## Task requirements:
Produce word for word the lines of the data below running from the one that has "impl fmt::Display for" to the one that has "pub struct TransportError(pub String);", inclusive, and no others.
====
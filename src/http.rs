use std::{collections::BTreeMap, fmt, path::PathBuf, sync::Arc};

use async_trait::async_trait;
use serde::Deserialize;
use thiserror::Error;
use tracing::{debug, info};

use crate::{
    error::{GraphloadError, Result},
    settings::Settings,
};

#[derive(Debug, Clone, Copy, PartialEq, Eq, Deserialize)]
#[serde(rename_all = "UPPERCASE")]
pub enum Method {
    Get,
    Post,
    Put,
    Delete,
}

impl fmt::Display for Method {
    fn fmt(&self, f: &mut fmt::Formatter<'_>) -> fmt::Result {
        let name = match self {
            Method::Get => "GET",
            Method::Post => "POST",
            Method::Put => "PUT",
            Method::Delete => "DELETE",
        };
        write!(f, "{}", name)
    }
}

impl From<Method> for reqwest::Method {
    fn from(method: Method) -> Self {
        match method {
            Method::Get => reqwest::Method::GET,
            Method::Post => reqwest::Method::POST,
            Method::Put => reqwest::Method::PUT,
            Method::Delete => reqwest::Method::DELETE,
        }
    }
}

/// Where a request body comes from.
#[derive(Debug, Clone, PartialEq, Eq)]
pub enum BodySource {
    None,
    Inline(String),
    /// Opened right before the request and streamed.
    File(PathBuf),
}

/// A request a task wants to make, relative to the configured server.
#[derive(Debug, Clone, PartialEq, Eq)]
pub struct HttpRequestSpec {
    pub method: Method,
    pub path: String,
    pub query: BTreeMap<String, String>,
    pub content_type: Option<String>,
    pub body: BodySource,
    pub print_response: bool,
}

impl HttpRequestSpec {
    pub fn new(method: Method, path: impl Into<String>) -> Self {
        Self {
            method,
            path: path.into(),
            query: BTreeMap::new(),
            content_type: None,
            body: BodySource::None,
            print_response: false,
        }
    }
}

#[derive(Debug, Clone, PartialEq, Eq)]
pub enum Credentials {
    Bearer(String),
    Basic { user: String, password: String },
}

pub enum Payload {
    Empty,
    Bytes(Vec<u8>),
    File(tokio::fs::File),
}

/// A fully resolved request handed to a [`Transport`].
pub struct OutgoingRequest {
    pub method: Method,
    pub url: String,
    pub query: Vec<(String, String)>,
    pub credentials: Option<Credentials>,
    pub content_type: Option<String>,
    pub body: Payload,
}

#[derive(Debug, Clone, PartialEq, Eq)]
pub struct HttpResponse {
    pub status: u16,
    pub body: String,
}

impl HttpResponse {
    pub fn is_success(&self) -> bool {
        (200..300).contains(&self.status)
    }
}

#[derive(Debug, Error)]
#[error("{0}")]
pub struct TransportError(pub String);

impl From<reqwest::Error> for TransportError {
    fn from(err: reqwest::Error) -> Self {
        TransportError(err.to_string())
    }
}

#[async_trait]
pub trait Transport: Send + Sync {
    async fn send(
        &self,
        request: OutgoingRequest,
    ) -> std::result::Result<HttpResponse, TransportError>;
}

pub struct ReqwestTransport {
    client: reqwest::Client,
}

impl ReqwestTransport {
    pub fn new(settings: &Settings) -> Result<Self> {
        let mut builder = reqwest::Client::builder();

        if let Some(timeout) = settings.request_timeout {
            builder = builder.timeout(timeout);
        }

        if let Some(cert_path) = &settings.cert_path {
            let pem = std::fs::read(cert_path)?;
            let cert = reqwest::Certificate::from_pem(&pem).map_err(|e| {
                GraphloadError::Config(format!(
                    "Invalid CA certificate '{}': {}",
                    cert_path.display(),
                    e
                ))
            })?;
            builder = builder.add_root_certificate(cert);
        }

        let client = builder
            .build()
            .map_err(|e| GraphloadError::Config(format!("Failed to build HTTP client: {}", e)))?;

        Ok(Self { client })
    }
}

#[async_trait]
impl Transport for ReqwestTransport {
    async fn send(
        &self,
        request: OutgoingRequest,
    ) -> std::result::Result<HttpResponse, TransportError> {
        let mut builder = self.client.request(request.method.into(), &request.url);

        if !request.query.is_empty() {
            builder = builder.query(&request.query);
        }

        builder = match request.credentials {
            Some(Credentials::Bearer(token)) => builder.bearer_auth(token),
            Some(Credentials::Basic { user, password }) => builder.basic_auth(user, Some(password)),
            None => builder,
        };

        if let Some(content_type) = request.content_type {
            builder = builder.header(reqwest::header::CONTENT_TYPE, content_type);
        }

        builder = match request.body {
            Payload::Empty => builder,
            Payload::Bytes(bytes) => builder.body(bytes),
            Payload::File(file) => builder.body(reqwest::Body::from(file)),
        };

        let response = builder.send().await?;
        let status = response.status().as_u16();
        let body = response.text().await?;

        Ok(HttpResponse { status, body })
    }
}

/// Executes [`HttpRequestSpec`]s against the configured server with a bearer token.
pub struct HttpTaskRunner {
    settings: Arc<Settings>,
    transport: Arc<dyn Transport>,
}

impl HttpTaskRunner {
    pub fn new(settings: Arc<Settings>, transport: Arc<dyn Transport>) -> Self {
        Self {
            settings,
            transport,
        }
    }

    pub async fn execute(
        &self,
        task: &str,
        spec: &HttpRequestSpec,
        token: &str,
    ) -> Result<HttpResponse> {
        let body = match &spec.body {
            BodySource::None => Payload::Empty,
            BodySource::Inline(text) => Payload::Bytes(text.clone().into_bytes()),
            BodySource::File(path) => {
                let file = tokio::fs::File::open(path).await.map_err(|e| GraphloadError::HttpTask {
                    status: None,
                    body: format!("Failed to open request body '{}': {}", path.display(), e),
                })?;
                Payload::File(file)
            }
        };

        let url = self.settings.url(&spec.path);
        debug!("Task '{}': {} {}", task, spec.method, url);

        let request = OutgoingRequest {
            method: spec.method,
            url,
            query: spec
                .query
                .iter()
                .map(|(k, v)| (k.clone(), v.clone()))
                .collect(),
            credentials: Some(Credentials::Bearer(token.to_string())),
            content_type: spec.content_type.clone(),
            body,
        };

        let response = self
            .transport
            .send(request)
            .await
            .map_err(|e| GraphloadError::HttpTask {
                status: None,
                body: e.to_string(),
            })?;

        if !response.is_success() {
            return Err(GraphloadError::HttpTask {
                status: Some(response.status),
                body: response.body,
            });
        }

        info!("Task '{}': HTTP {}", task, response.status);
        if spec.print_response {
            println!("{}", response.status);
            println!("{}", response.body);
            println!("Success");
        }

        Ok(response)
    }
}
====
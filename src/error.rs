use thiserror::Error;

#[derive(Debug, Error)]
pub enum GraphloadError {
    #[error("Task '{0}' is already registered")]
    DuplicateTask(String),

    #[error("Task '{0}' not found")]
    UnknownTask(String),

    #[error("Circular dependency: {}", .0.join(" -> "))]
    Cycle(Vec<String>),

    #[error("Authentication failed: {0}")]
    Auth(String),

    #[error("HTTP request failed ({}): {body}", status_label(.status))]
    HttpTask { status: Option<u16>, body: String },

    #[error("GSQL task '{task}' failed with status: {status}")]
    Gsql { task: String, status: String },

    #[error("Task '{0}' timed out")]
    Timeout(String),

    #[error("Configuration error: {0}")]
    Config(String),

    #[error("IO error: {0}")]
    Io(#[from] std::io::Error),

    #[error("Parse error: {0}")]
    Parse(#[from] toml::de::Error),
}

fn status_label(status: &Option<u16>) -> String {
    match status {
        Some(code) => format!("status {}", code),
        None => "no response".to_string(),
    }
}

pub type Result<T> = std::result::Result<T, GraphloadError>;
====
## Output for this task:
impl fmt::Display for Method {
    fn fmt(&self, f: &mut fmt::Formatter<'_>) -> fmt::Result {
        let name = match self {
            Method::Get => "GET",
            Method::Post => "POST",
            Method::Put => "PUT",
            Method::Delete => "DELETE",
        };
        write!(f, "{}", name)
    }
}

impl From<Method> for reqwest::Method {
    fn from(method: Method) -> Self {
        match method {
            Method::Get => reqwest::Method::GET,
            Method::Post => reqwest::Method::POST,
            Method::Put => reqwest::Method::PUT,
            Method::Delete => reqwest::Method::DELETE,
        }
    }
}

/// Where a request body comes from.
#[derive(Debug, Clone, PartialEq, Eq)]
pub enum BodySource {
    None,
    Inline(String),
    /// Opened right before the request and streamed.
    File(PathBuf),
}

/// A request a task wants to make, relative to the configured server.
#[derive(Debug, Clone, PartialEq, Eq)]
pub struct HttpRequestSpec {
    pub method: Method,
    pub path: String,
    pub query: BTreeMap<String, String>,
    pub content_type: Option<String>,
    pub body: BodySource,
    pub print_response: bool,
}

impl HttpRequestSpec {
    pub fn new(method: Method, path: impl Into<String>) -> Self {
        Self {
            method,
            path: path.into(),
            query: BTreeMap::new(),
            content_type: None,
            body: BodySource::None,
            print_response: false,
        }
    }
}

#[derive(Debug, Clone, PartialEq, Eq)]
pub enum Credentials {
    Bearer(String),
    Basic { user: String, password: String },
}

pub enum Payload {
    Empty,
    Bytes(Vec<u8>),
    File(tokio::fs::File),
}

/// A fully resolved request handed to a [`Transport`].
pub struct OutgoingRequest {
    pub method: Method,
    pub url: String,
    pub query: Vec<(String, String)>,
    pub credentials: Option<Credentials>,
    pub content_type: Option<String>,
    pub body: Payload,
}

#[derive(Debug, Clone, PartialEq, Eq)]
pub struct HttpResponse {
    pub status: u16,
    pub body: String,
}

impl HttpResponse {
    pub fn is_success(&self) -> bool {
        (200..300).contains(&self.status)
    }
}

#[derive(Debug, Error)]
#[error("{0}")]
pub struct TransportError(pub String);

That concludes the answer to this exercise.